[Entries taken from a collection]

★ ★ ★

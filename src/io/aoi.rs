use crate::types::{BoundingBox, ChangeError, ChangeResult, TimeWindow, NOT_AVAILABLE};
use serde::{Deserialize, Serialize};
use std::path::Path;

/// Exported map document: drawn features plus the two analysis periods
#[derive(Debug, Deserialize)]
pub struct AoiDocument {
    #[serde(default)]
    pub features: Vec<Feature>,
    #[serde(default)]
    pub baseline_period: Option<PeriodFields>,
    #[serde(default)]
    pub comparison_period: Option<PeriodFields>,
}

#[derive(Debug, Deserialize)]
pub struct Feature {
    #[serde(default)]
    pub geometry: Option<Geometry>,
}

#[derive(Debug, Deserialize)]
pub struct Geometry {
    #[serde(rename = "type")]
    pub kind: String,
    #[serde(default)]
    pub coordinates: serde_json::Value,
}

#[derive(Debug, Default, Deserialize)]
pub struct PeriodFields {
    #[serde(default)]
    pub start_date: Option<String>,
    #[serde(default)]
    pub end_date: Option<String>,
}

impl PeriodFields {
    fn to_window(&self) -> TimeWindow {
        TimeWindow::new(
            self.start_date.as_deref().unwrap_or(NOT_AVAILABLE),
            self.end_date.as_deref().unwrap_or(NOT_AVAILABLE),
        )
    }
}

/// Resolved analysis request
#[derive(Debug, Clone, PartialEq)]
pub struct AoiRequest {
    pub bbox: BoundingBox,
    pub baseline: TimeWindow,
    pub comparison: TimeWindow,
}

#[derive(Serialize)]
struct RequestSummary<'a> {
    baseline_period: &'a TimeWindow,
    comparison_period: &'a TimeWindow,
    coordinates: CoordinateSummary,
}

#[derive(Serialize)]
struct CoordinateSummary {
    min_latitude: f64,
    max_latitude: f64,
    min_longitude: f64,
    max_longitude: f64,
}

impl AoiRequest {
    /// JSON summary of the periods and extent
    pub fn summary(&self) -> ChangeResult<String> {
        let summary = RequestSummary {
            baseline_period: &self.baseline,
            comparison_period: &self.comparison,
            coordinates: CoordinateSummary {
                min_latitude: self.bbox.min_lat,
                max_latitude: self.bbox.max_lat,
                min_longitude: self.bbox.min_lon,
                max_longitude: self.bbox.max_lon,
            },
        };
        Ok(serde_json::to_string_pretty(&summary)?)
    }
}

/// Turns an exported map document into a bounding box and two time windows
pub struct AoiResolver;

impl AoiResolver {
    /// Read and resolve an exported map file
    pub fn resolve_file<P: AsRef<Path>>(path: P) -> ChangeResult<AoiRequest> {
        log::info!("Reading AOI document: {}", path.as_ref().display());
        let content = std::fs::read_to_string(&path)?;
        Self::resolve_str(&content)
    }

    pub fn resolve_str(content: &str) -> ChangeResult<AoiRequest> {
        let document: AoiDocument = serde_json::from_str(content)?;
        Self::resolve(&document)
    }

    pub fn resolve(document: &AoiDocument) -> ChangeResult<AoiRequest> {
        let points = Self::extract_coordinates(document)?;
        let bbox = BoundingBox::from_points(&points).ok_or(ChangeError::NoCoordinates)?;

        log::info!("Min Longitude: {}", bbox.min_lon);
        log::info!("Min Latitude: {}", bbox.min_lat);
        log::info!("Max Longitude: {}", bbox.max_lon);
        log::info!("Max Latitude: {}", bbox.max_lat);

        let baseline = document
            .baseline_period
            .as_ref()
            .map(PeriodFields::to_window)
            .unwrap_or_else(|| PeriodFields::default().to_window());
        let comparison = document
            .comparison_period
            .as_ref()
            .map(PeriodFields::to_window)
            .unwrap_or_else(|| PeriodFields::default().to_window());

        log::info!(
            "Baseline Period: Start: {}, End: {}",
            baseline.start_date, baseline.end_date
        );
        log::info!(
            "Comparison Period: Start: {}, End: {}",
            comparison.start_date, comparison.end_date
        );

        let request = AoiRequest {
            bbox,
            baseline,
            comparison,
        };
        if log::log_enabled!(log::Level::Debug) {
            log::debug!("Resolved request: {}", request.summary()?);
        }

        Ok(request)
    }

    /// Outer-ring positions of every Polygon feature, as (lon, lat)
    pub fn extract_coordinates(document: &AoiDocument) -> ChangeResult<Vec<(f64, f64)>> {
        let mut points = Vec::new();

        for (index, feature) in document.features.iter().enumerate() {
            let geometry = match &feature.geometry {
                Some(geometry) if geometry.kind == "Polygon" => geometry,
                Some(geometry) => {
                    log::debug!("Skipping feature {} with {} geometry", index, geometry.kind);
                    continue;
                }
                None => continue,
            };

            let rings: Vec<Vec<Vec<f64>>> = serde_json::from_value(geometry.coordinates.clone())
                .map_err(|e| {
                    ChangeError::InvalidInput(format!(
                        "Feature {} has malformed polygon coordinates: {}",
                        index, e
                    ))
                })?;

            let Some(outer) = rings.first() else {
                continue;
            };

            for position in outer {
                match position.as_slice() {
                    [lon, lat, ..] => points.push((*lon, *lat)),
                    _ => {
                        return Err(ChangeError::InvalidInput(format!(
                            "Feature {} has a position with fewer than two values",
                            index
                        )))
                    }
                }
            }
        }

        if points.is_empty() {
            return Err(ChangeError::NoCoordinates);
        }

        log::debug!("Collected {} polygon positions", points.len());
        Ok(points)
    }
}

#[cfg(test)]
mod tests {
    use super::*;

    const EXAMPLE: &str = r#"{
        "type": "FeatureCollection",
        "features": [
            {"type": "Feature", "properties": {}, "geometry": {"type": "Polygon",
             "coordinates": [[[-10, 40], [-10, 41], [-9, 41], [-9, 40], [-10, 40]]]}}
        ],
        "baseline_period": {"start_date": "2023-01-01", "end_date": "2023-01-10"},
        "comparison_period": {"start_date": "2023-02-01", "end_date": "2023-02-10"}
    }"#;

    #[test]
    fn test_resolve_example() {
        let request = AoiResolver::resolve_str(EXAMPLE).unwrap();
        assert_eq!(
            request.bbox,
            BoundingBox {
                min_lon: -10.0,
                max_lon: -9.0,
                min_lat: 40.0,
                max_lat: 41.0
            }
        );
        assert_eq!(request.baseline, TimeWindow::new("2023-01-01", "2023-01-10"));
        assert_eq!(request.comparison, TimeWindow::new("2023-02-01", "2023-02-10"));
    }

    #[test]
    fn test_missing_periods_default_to_sentinel() {
        let json = r#"{"features": [{"geometry": {"type": "Polygon",
            "coordinates": [[[1, 2], [3, 4], [1, 2]]]}}],
            "baseline_period": {"start_date": "2023-01-01"}}"#;
        let request = AoiResolver::resolve_str(json).unwrap();
        assert_eq!(request.baseline.start_date, "2023-01-01");
        assert_eq!(request.baseline.end_date, NOT_AVAILABLE);
        assert_eq!(request.comparison, TimeWindow::new(NOT_AVAILABLE, NOT_AVAILABLE));
    }

    #[test]
    fn test_only_outer_ring_and_polygons_count() {
        let json = r#"{"features": [
            {"geometry": {"type": "Point", "coordinates": [100, 80]}},
            {"geometry": {"type": "LineString", "coordinates": [[50, 50], [60, 60]]}},
            {"geometry": null},
            {"properties": {}},
            {"geometry": {"type": "Polygon", "coordinates": [
                [[0, 0], [0, 1], [1, 1, 250.0], [0, 0]],
                [[-50, -50], [-50, 50], [50, 50], [-50, -50]]
            ]}}
        ]}"#;
        let request = AoiResolver::resolve_str(json).unwrap();
        assert_eq!(request.bbox.as_rectangle(), [0.0, 0.0, 1.0, 1.0]);
    }

    #[test]
    fn test_no_coordinates() {
        for json in [
            r#"{"features": []}"#,
            r#"{}"#,
            r#"{"features": [{"geometry": {"type": "Point", "coordinates": [1, 2]}}]}"#,
        ] {
            assert!(matches!(
                AoiResolver::resolve_str(json),
                Err(ChangeError::NoCoordinates)
            ));
        }
    }

    #[test]
    fn test_malformed_input() {
        assert!(matches!(
            AoiResolver::resolve_str("{not json"),
            Err(ChangeError::Json(_))
        ));

        let json = r#"{"features": [{"geometry": {"type": "Polygon", "coordinates": [[[1]]]}}]}"#;
        assert!(matches!(
            AoiResolver::resolve_str(json),
            Err(ChangeError::InvalidInput(_))
        ));
    }

    #[test]
    fn test_summary_shape() {
        let request = AoiResolver::resolve_str(EXAMPLE).unwrap();
        let summary: serde_json::Value = serde_json::from_str(&request.summary().unwrap()).unwrap();
        assert_eq!(summary["coordinates"]["min_longitude"], -10.0);
        assert_eq!(summary["comparison_period"]["end_date"], "2023-02-10");
    }
}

★ ★ ★

What this task involves >> Go through the entries and filter for lines holding the word "PeriodFields"; copy each match.

Reply to the task >>
    pub baseline_period: Option<PeriodFields>,
    pub comparison_period: Option<PeriodFields>,
pub struct PeriodFields {
impl PeriodFields {
            .map(PeriodFields::to_window)
            .unwrap_or_else(|| PeriodFields::default().to_window());
            .map(PeriodFields::to_window)
            .unwrap_or_else(|| PeriodFields::default().to_window());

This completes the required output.